Louis analisa a formação social e familiar do pai, tentando identificar a origem do comportamento violento que, a certa altura, descreve como “sua loucura masculina”. O pai (que no livro não tem nome) deixou a escola na juventude porque entendia que estudar não era coisa de homem. Cresceu sendo orgulhosamente alcóolatra, racista e antissemita, e terminou a vida como um incapaz, depois de um acidente na fábrica em que trabalhava. “A masculinidade o condenou à pobreza, à falta de dinheiro”, analisa o escritor.
Aquele ambiente também era hostil para a mãe de Louis, que deixou o marido quando o filho ainda era criança e se mudou com ele para outra cidade. Ela é a personagem de Lutas e metamorfoses de uma mulher, o segundo livro traduzido pela Todavia. É o olhar terno de um filho para uma mãe extremamente pobre, responsável pelo sustento da casa e dos filhos. Os detalhes comoventes da história são silenciosos, como no trecho em que Louis aprecia a caligrafia da mãe enquanto ela preenche, pela quarta vez, o formulário de um sorteio que promete deixá-la rica. O leitor acompanha a transformação da personagem enquanto os filhos crescem e apresentam para ela uma nova França, um novo mundo e um novo modo de se relacionar com quem diz amá-la.

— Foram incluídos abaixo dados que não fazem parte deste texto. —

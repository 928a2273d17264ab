use serde::{Deserialize, Serialize};

// Identifiable defines common traits that can be shared by persistent objects
pub trait Identifiable: Sync + Send {
    fn id(&self) -> String;
}

// Configuration abstracts config options for the exchange backend
#[derive(Debug, PartialEq, Serialize, Deserialize, Clone)]
pub(crate) struct Configuration {
    pub env: String,
    pub http_port: u16,
    pub image_store_url: String,
    pub image_folder: String,
}

impl Configuration {
    pub fn new(env: &str) -> Self {
        Configuration {
            env: env.to_string(),
            http_port: std::env::var("PORT").ok()
                .and_then(|port| port.parse().ok()).unwrap_or(5001),
            image_store_url: std::env::var("IMAGE_STORE_URL")
                .unwrap_or_else(|_| "https://images.bookswap.local/api".to_string()),
            image_folder: "book-exchange-app".to_string(),
        }
    }
}

#[cfg(test)]
mod tests {
    use crate::core::domain::Configuration;

    #[tokio::test]
    async fn test_should_build_config() {
        let config = Configuration::new("test");
        assert_eq!("test", config.env.as_str());
        assert_eq!("book-exchange-app", config.image_folder.as_str());
        assert!(!config.image_store_url.is_empty());
    }
}
use crate::core::domain::Identifiable;
use crate::core::exchange::BookStatus;

pub mod model;

pub(crate) trait Book: Identifiable {
    fn status(&self) -> BookStatus;
    // ownership is strict string equality on the stored owner id
    fn owned_by(&self, user_id: &str) -> bool;
}
//! DS18B20 thermometer through the Linux `w1` sysfs interface.
//!
//! Reading `w1_slave` blocks for the whole conversion (~750 ms at 12-bit
//! resolution), so each requested conversion runs on a short-lived worker
//! thread and `read_celsius` only polls for its result. While the worker is
//! running, reads report `None` and further requests are refused.

use std::fs;
use std::path::{Path, PathBuf};
use std::sync::mpsc::{self, Receiver, TryRecvError};
use std::thread;

use anyhow::{Context, Result};

use crate::{TemperatureSensor, DISCONNECTED_C};

const W1_DEVICES: &str = "/sys/bus/w1/devices";

/// DS18B20 family code prefix in the w1 device id.
const DS18B20_FAMILY: &str = "28-";

pub struct W1Thermometer {
    path: PathBuf,
    in_flight: Option<Receiver<f32>>,
    last: f32,
}

impl W1Thermometer {
    /// Bind to a device id such as `28-0316a2799dff`.
    pub fn new(device_id: &str) -> Self {
        Self::at_path(Path::new(W1_DEVICES).join(device_id).join("w1_slave"))
    }

    /// Bind to the first DS18B20 found on the bus.
    pub fn discover() -> Result<Self> {
        let entries = fs::read_dir(W1_DEVICES)
            .with_context(|| format!("failed to list {W1_DEVICES} (is the w1-gpio overlay loaded?)"))?;
        for entry in entries {
            let entry = entry?;
            let name = entry.file_name();
            if let Some(id) = name.to_str().filter(|n| n.starts_with(DS18B20_FAMILY)) {
                tracing::info!(device = id, "ds18b20 discovered");
                return Ok(Self::new(id));
            }
        }
        anyhow::bail!("no DS18B20 found under {W1_DEVICES}")
    }

    fn at_path(path: PathBuf) -> Self {
        Self {
            path,
            in_flight: None,
            last: DISCONNECTED_C,
        }
    }
}

impl TemperatureSensor for W1Thermometer {
    fn request_conversion(&mut self) -> bool {
        if self.in_flight.is_some() {
            return false;
        }
        let (tx, rx) = mpsc::channel();
        let path = self.path.clone();
        thread::spawn(move || {
            let celsius = match fs::read_to_string(&path) {
                Ok(body) => parse_w1_slave(&body).unwrap_or(DISCONNECTED_C),
                Err(e) => {
                    tracing::warn!(path = %path.display(), "w1 read failed: {e}");
                    DISCONNECTED_C
                }
            };
            // Receiver may be gone if the station is shutting down.
            let _ = tx.send(celsius);
        });
        self.in_flight = Some(rx);
        true
    }

    fn read_celsius(&mut self) -> Option<f32> {
        if let Some(rx) = &self.in_flight {
            match rx.try_recv() {
                Ok(celsius) => self.last = celsius,
                Err(TryRecvError::Empty) => return None,
                Err(TryRecvError::Disconnected) => self.last = DISCONNECTED_C,
            }
            self.in_flight = None;
        }
        Some(self.last)
    }
}

/// Parse the two-line `w1_slave` format:
///
/// ```text
/// 72 01 4b 46 7f ff 0e 10 57 : crc=57 YES
/// 72 01 4b 46 7f ff 0e 10 57 t=23125
/// ```
///
/// Returns `None` on a CRC failure or a malformed body.
pub fn parse_w1_slave(body: &str) -> Option<f32> {
    let mut lines = body.lines();
    let crc_line = lines.next()?;
    if !crc_line.trim_end().ends_with("YES") {
        return None;
    }
    let (_, milli) = lines.next()?.rsplit_once("t=")?;
    let milli: i32 = milli.trim().parse().ok()?;
    Some(milli as f32 / 1000.0)
}

// ===========================================================================
// Tests
// ===========================================================================
use serde::{Deserialize, Serialize};
use std::sync::{Arc, Mutex, PoisonError};
use std::time::Instant;
use time::OffsetDateTime;
use tokio::sync::RwLock;
use tracing::info;

use crate::broadcast::StateBroadcaster;
use crate::calibration::CalibratedSample;
use crate::channel::ChannelReadings;
use crate::error::StationError;
use crate::history::{Field, HistoryBuffer};
use crate::outputs::RelayOutputs;
use crate::relay::{AutomationRules, Mode, RelayBank, RelayId, RelaySnapshot};

/// Buffered snapshots per push subscriber before it counts as lagging.
pub(crate) const BROADCAST_CAPACITY: usize = 32;

// ---------------------------------------------------------------------------
// Public type alias
// ---------------------------------------------------------------------------

pub type SharedState = Arc<Station>;

// ---------------------------------------------------------------------------
// Thresholds
// ---------------------------------------------------------------------------

#[derive(Debug, Clone, Copy, PartialEq, Serialize, Deserialize)]
pub struct Band {
    pub min: f64,
    pub max: f64,
}

impl Band {
    pub const fn new(min: f64, max: f64) -> Self {
        Self { min, max }
    }
}

/// Per-quantity bands, keyed like the dashboard's series. Only `suhu.min`
/// drives a relay; the rest are for display.
#[derive(Debug, Clone, Copy, PartialEq, Serialize, Deserialize)]
#[serde(default)]
pub struct Thresholds {
    pub ph: Band,
    pub turb: Band,
    pub oks: Band,
    pub suhu: Band,
}

impl Default for Thresholds {
    fn default() -> Self {
        Self {
            ph: Band::new(6.5, 8.5),
            turb: Band::new(0.0, 25.0),
            oks: Band::new(5.0, 12.0),
            suhu: Band::new(20.0, 30.0),
        }
    }
}

impl Thresholds {
    pub fn band(&self, field: Field) -> Band {
        match field {
            Field::Ph => self.ph,
            Field::Turbidity => self.turb,
            Field::Oxygen => self.oks,
            Field::Temperature => self.suhu,
        }
    }

    fn band_mut(&mut self, field: Field) -> &mut Band {
        match field {
            Field::Ph => &mut self.ph,
            Field::Turbidity => &mut self.turb,
            Field::Oxygen => &mut self.oks,
            Field::Temperature => &mut self.suhu,
        }
    }

    /// Replace one band. `sensor` is a series key (`ph`, `turb`, `oks`, `suhu`).
    pub fn update(&mut self, sensor: &str, min: f64, max: f64) -> Result<(), StationError> {
        let field = Field::from_key(sensor)
            .ok_or_else(|| StationError::InvalidArgument(format!("unknown sensor '{sensor}'")))?;
        if !min.is_finite() || !max.is_finite() {
            return Err(StationError::InvalidArgument(
                "threshold bounds must be finite".into(),
            ));
        }
        if min >= max {
            return Err(StationError::InvalidArgument(format!(
                "min ({min}) must be less than max ({max})"
            )));
        }
        *self.band_mut(field) = Band::new(min, max);
        Ok(())
    }
}

// ---------------------------------------------------------------------------
// JSON responses (what the API returns)
// ---------------------------------------------------------------------------

/// Every retained sample as four parallel arrays, oldest first.
#[derive(Debug, Serialize)]
pub struct Series {
    pub ph: Vec<f64>,
    pub turb: Vec<f64>,
    pub oks: Vec<f64>,
    pub suhu: Vec<f64>,
}

#[derive(Debug, Serialize)]
pub struct StatusResponse {
    pub uptime_secs: u64,
    pub samples: usize,
    pub history_capacity: usize,
    #[serde(with = "time::serde::rfc3339::option")]
    pub last_commit: Option<OffsetDateTime>,
    pub subscribers: usize,
    pub relays: RelaySnapshot,
}

// ---------------------------------------------------------------------------
// Station
// ---------------------------------------------------------------------------

/// Everything the acquisition loop and the request handlers share. One lock
/// per structure; there is no transaction spanning two of them.
pub struct Station {
    channels: RwLock<ChannelReadings>,
    history: RwLock<HistoryBuffer>,
    last_commit: RwLock<Option<OffsetDateTime>>,
    relays: RwLock<RelayBank>,
    thresholds: RwLock<Thresholds>,
    /// Only locked while the relay write guard is held.
    outputs: Mutex<RelayOutputs>,
    rules: AutomationRules,
    broadcaster: StateBroadcaster,
    started_at: Instant,
}

impl Station {
    pub fn new(
        relays: RelayBank,
        outputs: RelayOutputs,
        history_capacity: usize,
        thresholds: Thresholds,
        rules: AutomationRules,
    ) -> Self {
        let broadcaster = StateBroadcaster::new(BROADCAST_CAPACITY);
        // Seed so the first subscriber gets a snapshot before any change.
        broadcaster.push_if_changed(&relays.snapshot());

        Self {
            channels: RwLock::new(ChannelReadings::default()),
            history: RwLock::new(HistoryBuffer::new(history_capacity)),
            last_commit: RwLock::new(None),
            relays: RwLock::new(relays),
            thresholds: RwLock::new(thresholds),
            outputs: Mutex::new(outputs),
            rules,
            broadcaster,
            started_at: Instant::now(),
        }
    }

    // -- Acquisition side ---------------------------------------------------

    /// Swap in the latest channel readings as a whole.
    pub async fn publish_readings(&self, readings: ChannelReadings) {
        *self.channels.write().await = readings;
    }

    /// Append a committed sample to history without evaluating automation.
    pub async fn record(&self, sample: CalibratedSample) {
        self.history.write().await.append(sample);
        *self.last_commit.write().await = Some(OffsetDateTime::now_utc());
    }

    /// Append a committed sample, then run automation (in automatic mode),
    /// assert the outputs and publish. Returns whether any relay changed.
    pub async fn commit(&self, sample: CalibratedSample, readings: &ChannelReadings) -> bool {
        self.record(sample).await;

        let rules = AutomationRules {
            low_temperature_c: self.thresholds.read().await.suhu.min,
            ..self.rules
        };

        let mut relays = self.relays.write().await;
        let changed = relays.run_automation(&rules, &sample, readings);
        if changed {
            info!(states = ?relays.states(), "automation changed relays");
        }
        self.assert_and_publish(&relays);
        changed
    }

    // -- Control side -------------------------------------------------------

    pub async fn command_relay(&self, id: RelayId, on: bool) -> Result<RelaySnapshot, StationError> {
        let mut relays = self.relays.write().await;
        relays.command(id, on)?;
        info!(relay = %id, on, "manual relay command");
        Ok(self.assert_and_publish(&relays))
    }

    pub async fn set_mode(&self, mode: Mode) -> RelaySnapshot {
        let mut relays = self.relays.write().await;
        if relays.set_mode(mode) {
            info!(%mode, "mode changed");
        }
        self.assert_and_publish(&relays)
    }

    pub async fn update_threshold(
        &self,
        sensor: &str,
        min: f64,
        max: f64,
    ) -> Result<Thresholds, StationError> {
        let mut thresholds = self.thresholds.write().await;
        thresholds.update(sensor, min, max)?;
        info!(sensor, min, max, "threshold updated");
        Ok(*thresholds)
    }

    /// Caller holds the relay write guard, so pin changes and broadcasts are
    /// ordered exactly like the transitions that caused them.
    fn assert_and_publish(&self, relays: &RelayBank) -> RelaySnapshot {
        self.outputs
            .lock()
            .unwrap_or_else(PoisonError::into_inner)
            .apply(relays.states());
        let snapshot = relays.snapshot();
        self.broadcaster.push_if_changed(&snapshot);
        snapshot
    }

    // -- Readers ------------------------------------------------------------

    pub async fn readings(&self) -> ChannelReadings {
        *self.channels.read().await
    }

    pub async fn latest(&self) -> Option<CalibratedSample> {
        self.history.read().await.latest()
    }

    /// All four series taken under one read lock.
    pub async fn series(&self) -> Series {
        let history = self.history.read().await;
        Series {
            ph: history.snapshot(Field::Ph),
            turb: history.snapshot(Field::Turbidity),
            oks: history.snapshot(Field::Oxygen),
            suhu: history.snapshot(Field::Temperature),
        }
    }

    pub async fn relay_snapshot(&self) -> RelaySnapshot {
        self.relays.read().await.snapshot()
    }

    pub async fn mode(&self) -> Mode {
        self.relays.read().await.mode()
    }

    pub async fn thresholds(&self) -> Thresholds {
        *self.thresholds.read().await
    }

    pub fn broadcaster(&self) -> &StateBroadcaster {
        &self.broadcaster
    }

    pub async fn status(&self) -> StatusResponse {
        let (samples, history_capacity) = {
            let history = self.history.read().await;
            (history.len(), history.capacity())
        };
        StatusResponse {
            uptime_secs: self.started_at.elapsed().as_secs(),
            samples,
            history_capacity,
            last_commit: *self.last_commit.read().await,
            subscribers: self.broadcaster.subscriber_count(),
            relays: self.relay_snapshot().await,
        }
    }

    #[cfg(all(test, not(feature = "gpio")))]
    pub(crate) fn output_levels(&self) -> Vec<bool> {
        self.outputs
            .lock()
            .unwrap_or_else(PoisonError::into_inner)
            .applied()
            .to_vec()
    }
}

// ===========================================================================
// Tests
// ===========================================================================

A websérie e projeto audiovisual Psicanalistas que falam, iniciada em 2016 e dirigida pela psicanalista Heidi Tabacof, tem uma premissa relativamente simples: a de colocar analistas no papel de analisados. Para aqueles que fazem ou já fizeram terapia, não é difícil entender o apelo desse projeto ou seu título irônico. Ver a própria analista numa posição de vulnerabilidade, falando de si própria ou expondo traumas e pulsões, é um desejo tão comum quanto irrealizável. A série de certa forma supre esse desejo: não há entrevista ou perguntas, apenas um espaço para que cada psicanalista convidado discorra livremente, como se estivesse numa sessão.
No caso específico da convidada Isildinha Baptista Nogueira, em episódio recente lançado em setembro de 2022, um formato instigante dá vazão a algo maior – um testemunho que pode ser lido como uma espécie de documento histórico, em que a história pessoal da psicanalista e uma reflexão sobre sua própria negritude atravessa a dívida histórica da psicanálise com a questão racial, por muito tempo ignorada. Ao recordar os anos que passou na França após seu mestrado, ainda jovem, em companhia de Félix Guattari e outros grandes nomes da psicanálise, ela relembra o senso de dever com que Guattari e outros admitiram terem fracassado em incorporar a negritude como aspecto central dos estudos psicanalíticos.
Mas o relato oral de Isildinha não é acusatório; pelo contrário. Ela ressalta muito mais a experiência definidora de ter se sentido parte de um ambiente intelectual – jantando com esses pensadores, indo a festas – e o que isso gerou para sua vida posterior. A experiência de inclusão intelectual é contrastada com a experiência de exclusão que o racismo gera. Ao relembrar a primeira experiência consciente de racismo na infância e o desamparo de outras experiências similares, a psicanalista chega no aspecto mais cruel do racismo (diferente do preconceito e discriminação): o objetivo intrínseco de “desmonte”, o esvaziamento da identidade. Na rua, o corpo negro se torna apenas isso, despido de seus logros ou das nuances que o compõe – a formação intelectual, os gostos, as idiossincrasias. O relato de Isildinha (o uso do primeiro nome talvez seja mais adequado, já que ela mesmo relata como o sobrenome diz pouco de sua origem) comove ao mesmo tempo que disseca.